It’s a tough choice, but here, I think, are the things I rely on most:
- A good pen. I’ve got lots of these. I’m a little bit fickle about my favorites, and I’m always looking for one that’s sharp, very black, doesn’t bleed through paper, and doesn’t break the bank. The one I keep reaching for these days is this one, perfect for everything from the grocery list to a pen and ink sketch:
- My watercolors. I’ve got several kinds, in both cake and tube form, in large and small sets, but the one I keep turning back to is my ancient set, the one pictured (at least until I change it on June 1) in my blog header above.
- Staedtler Mastercarve art carving blocks. LOTS of Staedtler Mastercarve art carving blocks. I use other things for carving stamps and illustrations, too, but this is my favorite material so far. I wish it were easier to find in my area, but there’s always the internet.
- Speeball carving tools. I have other sets, but I reach for my basic set–2 handleswith interchangeable blades–more than any of the other.
- My self-healing cutting board and my cork-backed steel ruler–these count as one to me, since I’m always using them together.

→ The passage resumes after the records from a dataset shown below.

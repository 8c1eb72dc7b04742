use super::*;
use axum::extract::Path;
use shared::models::{ProcessStepsReplace, ProductUpdate, StepSelection};

use crate::api::{process, products};
use crate::services::jobs::Transition;

async fn advance_to(state: &AppState, user: &CurrentUser, card: &JobCard, step_name: &str) {
    while reload(state, card.id).await.current_step.as_deref() != Some(step_name) {
        services::jobs::advance(&state.pool, user, card.id, None)
            .await
            .unwrap();
    }
}

async fn replace(
    state: &AppState,
    sequence_id: i64,
    steps: Vec<ProcessStepInput>,
) -> Result<ProcessSequenceDetail, ErrorCode> {
    process::replace_steps(
        State(state.clone()),
        Path(sequence_id),
        Json(ProcessStepsReplace {
            description: None,
            steps,
        }),
    )
    .await
    .map(|Json(detail)| detail)
    .map_err(|e| e.code)
}

#[tokio::test]
async fn test_step_in_use_cannot_be_deselected() {
    let Some(state) = test_state().await else { return };
    let user = admin(&state).await;
    let seq = sequence(&state).await;
    let product = product(&state, &seq.sequence.product_type).await;
    let lamination = step_id(&seq, "Lamination");

    let select = |is_selected| {
        Json(vec![StepSelection {
            step_id: lamination,
            is_selected,
        }])
    };
    process::set_product_route(State(state.clone()), Path(product.id), select(true))
        .await
        .unwrap();

    let card = job(&state, &user, &product).await;
    advance_to(&state, &user, &card, "Lamination").await;

    let err = process::set_product_route(State(state.clone()), Path(product.id), select(false))
        .await
        .unwrap_err();
    assert_eq!(err.code, ErrorCode::ProcessSequenceInUse);

    let Json(route) = process::get_product_route(State(state.clone()), Path(product.id))
        .await
        .unwrap();
    assert!(route.steps.iter().any(|s| s.step_name == "Lamination"));

    // Once the job has moved past it the step is free again
    advance_to(&state, &user, &card, "Dispatch").await;
    process::set_product_route(State(state.clone()), Path(product.id), select(false))
        .await
        .unwrap();
}

#[tokio::test]
async fn test_replacing_steps_keeps_open_jobs_on_route() {
    let Some(state) = test_state().await else { return };
    let user = admin(&state).await;
    let seq = sequence(&state).await;
    let product = product(&state, &seq.sequence.product_type).await;
    let card = job(&state, &user, &product).await;
    advance_to(&state, &user, &card, "CTP").await;
    let id = seq.sequence.id;

    // CTP turned optional and unselected
    let err = replace(
        &state,
        id,
        vec![step("Prepress", true), step("CTP", false), step("Dispatch", true)],
    )
    .await
    .unwrap_err();
    assert_eq!(err, ErrorCode::ProcessSequenceInUse);

    // CTP removed
    let err = replace(&state, id, vec![step("Prepress", true), step("Dispatch", true)])
        .await
        .unwrap_err();
    assert_eq!(err, ErrorCode::ProcessSequenceInUse);

    // Refusals left the steps untouched
    let Json(detail) = process::get_by_id(State(state.clone()), Path(id)).await.unwrap();
    assert_eq!(detail.steps.len(), 4);
    assert!(
        detail
            .steps
            .iter()
            .any(|s| s.step_name == "CTP" && s.is_compulsory)
    );

    let detail = replace(
        &state,
        id,
        vec![
            step("Prepress", true),
            step("CTP", true),
            step("Varnish", false),
            step("Packing", true),
        ],
    )
    .await
    .unwrap();
    assert_eq!(detail.steps.len(), 4);

    let moved = services::jobs::advance(&state.pool, &user, card.id, None)
        .await
        .unwrap();
    assert_eq!(moved.job.current_step.as_deref(), Some("Packing"));
}

#[tokio::test]
async fn test_sequence_with_open_jobs_cannot_be_deleted() {
    let Some(state) = test_state().await else { return };
    let user = admin(&state).await;
    let seq = sequence(&state).await;
    let product = product(&state, &seq.sequence.product_type).await;
    let card = job(&state, &user, &product).await;
    let id = seq.sequence.id;

    let err = process::delete(State(state.clone()), Path(id))
        .await
        .err()
        .map(|e| e.code);
    assert_eq!(err, Some(ErrorCode::ProcessSequenceInUse));

    services::jobs::transition(&state.pool, &user, card.id, Transition::Cancel, Some("Duplicate"))
        .await
        .unwrap();
    assert!(process::delete(State(state.clone()), Path(id)).await.is_ok());

    let err = process::get_by_id(State(state.clone()), Path(id))
        .await
        .err()
        .map(|e| e.code);
    assert_eq!(err, Some(ErrorCode::ProcessSequenceNotFound));
}

#[tokio::test]
async fn test_product_type_locked_while_jobs_open() {
    let Some(state) = test_state().await else { return };
    let user = admin(&state).await;
    let seq = sequence(&state).await;
    let product = product(&state, &seq.sequence.product_type).await;
    let card = job(&state, &user, &product).await;

    let retype = || {
        Json(ProductUpdate {
            product_type: Some(unique("other")),
            ..Default::default()
        })
    };
    let err = products::update(State(state.clone()), Path(product.id), retype())
        .await
        .err()
        .map(|e| e.code);
    assert_eq!(err, Some(ErrorCode::ProcessSequenceInUse));

    let unchanged = db::products::find_by_id(&state.pool, product.id)
        .await
        .unwrap()
        .unwrap();
    assert_eq!(unchanged.product_type, seq.sequence.product_type);

    services::jobs::transition(&state.pool, &user, card.id, Transition::Cancel, Some("Duplicate"))
        .await
        .unwrap();
    assert!(
        products::update(State(state.clone()), Path(product.id), retype())
            .await
            .is_ok()
    );
}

- My Japanese screw punch, a gift from the Better Half. This one is so useful and so amazing that it should probably be higher on the list. Every time I use it, I find myself exclaiming out loud about how brilliant it is. Makes perfect holes of just the right size; essential for book-binding projects and all kinds of other useful tasks.
- An assortment of wonderful papers. Sorry, this counts as one thing, too.
- My scanner.
- My jar of colored pencils.
- My camera.
And just because Katherine Marie gave us two lists of 10, here are 10 little doodads that I suppose I could live without, but working with art materials wouldn’t be nearly as easy without them.
- My pinkie-sized spray water bottle for keeping the watercolors wet. Also works on my wrists and the back of my neck during hot flashes.
- Single-edge razor blades. I buy them in boxes of 100 at Lee Valley.
- My Gorillapod tripod.
- My tiny little spring shears, again from Lee Valley, who will sell you a dozen pairs for only $4.95, which gives you enough that you can share with a few friends and still not melt down in tears when the TSA confiscates the pair you accidentally leave in your knitting bag in your carry-on luggage. Yeah.
- Cat whiskers, which Nemo kindly provides for me on a regular basis. Nice for manipulating the pattern of the ink when you’re doing suminagashi.
- My little froggie incense bowl (which doesn’t actually have any incense in it in the photo below) and a steady supply of Viva pine/sandalwood incense sticks. I like to start each art session with a short dedication and this frog bowl pleases me very much.
- A little hand fan–good for moving inks on water (and again for the hot flashes). Can also be used carefully to hasten the drying of an over-wet watercolor mark.
- Knox unflavored gelatin for gelatin monoprinting.
- Sheets of baking parchment to put under the area where I’m working with paints, glues, and inks. My studio is my kitchen table, and this makes clean-up easier. I keep several sheets just for this purpose and use them over and over again.
- A family who (mostly) doesn’t mind when dinner is late (or sandwiches) again because I just want to pull one more print or because the table is covered with little crumbs of Mastercarve and half-finished stamps.
Actually, that last one should probably be way at the very top of this post. I Excuse me while I go now and make supper.